2. The Hottentot-Bushman. This is the language of the dwarf tribes, and its relations to others or itself are vigorously debated. Müller thought it represented two ethnological and linguistic divisions. Lepsius thinks it one, Bantu in race and Hamitic in language; but his conclusions are not accepted. Besides the main stock in southern Africa, this group includes the Pygmy dialects in central Africa; it is denied that they have kept their original languages, but this is true of many others, and the ethnological and linguistic problems have no necessary relation.

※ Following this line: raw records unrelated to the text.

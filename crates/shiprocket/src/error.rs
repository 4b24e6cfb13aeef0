//! Error taxonomy of the aggregator transport.

use serde_json::Value;

/// Errors from the Shiprocket REST API layer.
#[derive(Debug, thiserror::Error)]
pub enum ShiprocketError {
    /// The HTTP request itself failed (network, DNS, TLS, timeout).
    #[error("HTTP request failed: {0}")]
    Request(#[from] reqwest::Error),

    /// A structured business rejection: HTTP 400/412, or an error object
    /// inside an HTTP 200 body.
    #[error("{message}")]
    Business { status: u16, message: String },

    /// Any other non-200 status.
    #[error("{status}: {message}")]
    Api { status: u16, message: String },

    /// No bearer token is available and login failed.
    #[error("Not authenticated with Shiprocket: {0}")]
    Unauthenticated(String),

    /// The body could not be read or lacks a required field.
    #[error("Unexpected response: {0}")]
    UnexpectedResponse(String),
}

impl ShiprocketError {
    pub fn status(&self) -> Option<u16> {
        match self {
            Self::Business { status, .. } | Self::Api { status, .. } => Some(*status),
            Self::Request(e) => e.status().map(|s| s.as_u16()),
            _ => None,
        }
    }
}

/// Pull a human-readable message out of an aggregator error body.
///
/// The `errors` object wins (serialized as JSON), then a non-empty
/// `message` string.
pub fn extract_message(body: &Value) -> Option<String> {
    if let Some(errors) = body.get("errors").filter(|e| !e.is_null()) {
        return Some(errors.to_string());
    }
    body.get("message")
        .and_then(Value::as_str)
        .map(str::trim)
        .filter(|m| !m.is_empty())
        .map(str::to_string)
}

/// Reject a 200 body that reports a failure through a `status_code` key.
///
/// Only meaningful for endpoints whose success bodies never carry that key
/// (AWB, label, pickup, manifest, invoice).
pub fn reject_embedded_error(body: Value) -> Result<Value, ShiprocketError> {
    match body.get("status_code") {
        Some(code) => Err(ShiprocketError::Business {
            status: code
                .as_u64()
                .and_then(|c| u16::try_from(c).ok())
                .unwrap_or(200),
            message: extract_message(&body)
                .unwrap_or_else(|| format!("Request failed with status code {code}")),
        }),
        None => Ok(body),
    }
}
//! Request validators for the package endpoints.
//!
//! Validators are pure and run before any remote call. Every failure is a
//! [`ValidationError`] with code 409.

pub mod package;
pub mod phone;

use serde::Serialize;

pub use package::{CreatePackageRequest, PackageItemRequest};
pub use phone::{PhoneValidator, RegionPhoneValidator};

/// Status code carried by every validator failure.
pub const VALIDATION_CODE: u16 = 409;

/// Structured `{code, message}` rejection.
#[derive(Debug, Clone, PartialEq, Eq, Serialize, thiserror::Error)]
#[error("{message}")]
pub struct ValidationError {
    pub code: u16,
    pub message: String,
}

impl ValidationError {
    pub fn new(message: impl Into<String>) -> Self {
        Self {
            code: VALIDATION_CODE,
            message: message.into(),
        }
    }
}

/// Reject empty id lists with `Invalid <list_type> ids`.
pub fn validate_id_list<S: AsRef<str>>(ids: &[S], list_type: &str) -> Result<(), ValidationError> {
    if ids.is_empty() || ids.iter().any(|id| id.as_ref().trim().is_empty()) {
        return Err(ValidationError::new(format!("Invalid {list_type} ids")));
    }
    Ok(())
}

#[cfg(test)]
mod tests {
    use super::*;

    #[test]
    fn empty_list_is_rejected() {
        let err = validate_id_list::<String>(&[], "shipment").unwrap_err();
        assert_eq!(err.code, 409);
        assert_eq!(err.message, "Invalid shipment ids");
    }

    #[test]
    fn blank_id_is_rejected() {
        assert!(validate_id_list(&["1", " "], "order").is_err());
    }

    #[test]
    fn populated_list_passes() {
        assert!(validate_id_list(&["1", "2"], "order").is_ok());
    }

    #[test]
    fn serializes_as_code_and_message() {
        let v = serde_json::to_value(ValidationError::new("Invalid comment!")).unwrap();
        assert_eq!(v, serde_json::json!({"code": 409, "message": "Invalid comment!"}));
    }
}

3. Hamitic. This includes (a) the Libyan or Berber dialects spoken across North Africa from the Canaries to Egypt - probably changed scores of times from top to bottom; (b) the ancient Egyptian, with the four dialects of its descendant Coptic (extinct save as the ritual language of the Coptic Church); (c) the nonSemitic or Kushite Abyssinian dialects (formerly called Punic, sometimes Ethiopic, which was more generally applied to Geez); as Bishari (see BISHARIN), the ancient Bedja, between Egypt and Abyssinia; Danakil (q.v.) or Dankali, native name Afar, between Abyssinia, Massowa and Obok; Somali and Galla, in their countries; Agau (through Abyssinia, the users believed to be its aborigines, with dialects as Chamir, Quara, etc.); Saho, between Abyssinia and Adulis Bay; Kaffa, Kullo, etc., in the highlands south of Abyssinia. The Fulah group (see above) and the Haussas in Sokoto have some Hamitic admixture. These Hamite tribes are much mixed, geographically or more intimately, with Semitic and Negro tribes or ele

ments.

"Equatorial" is a name given in 1889 by Müller to a group of Negro tribes south of Darfur, of which he wished to make a new family; the Nyam-Nyam and Monbuttu were the chief. All are of a lighter color than the typical Negro, and their languages are more distinctive still. As above said, it is probable that many such groups can be segregated on the best of grounds.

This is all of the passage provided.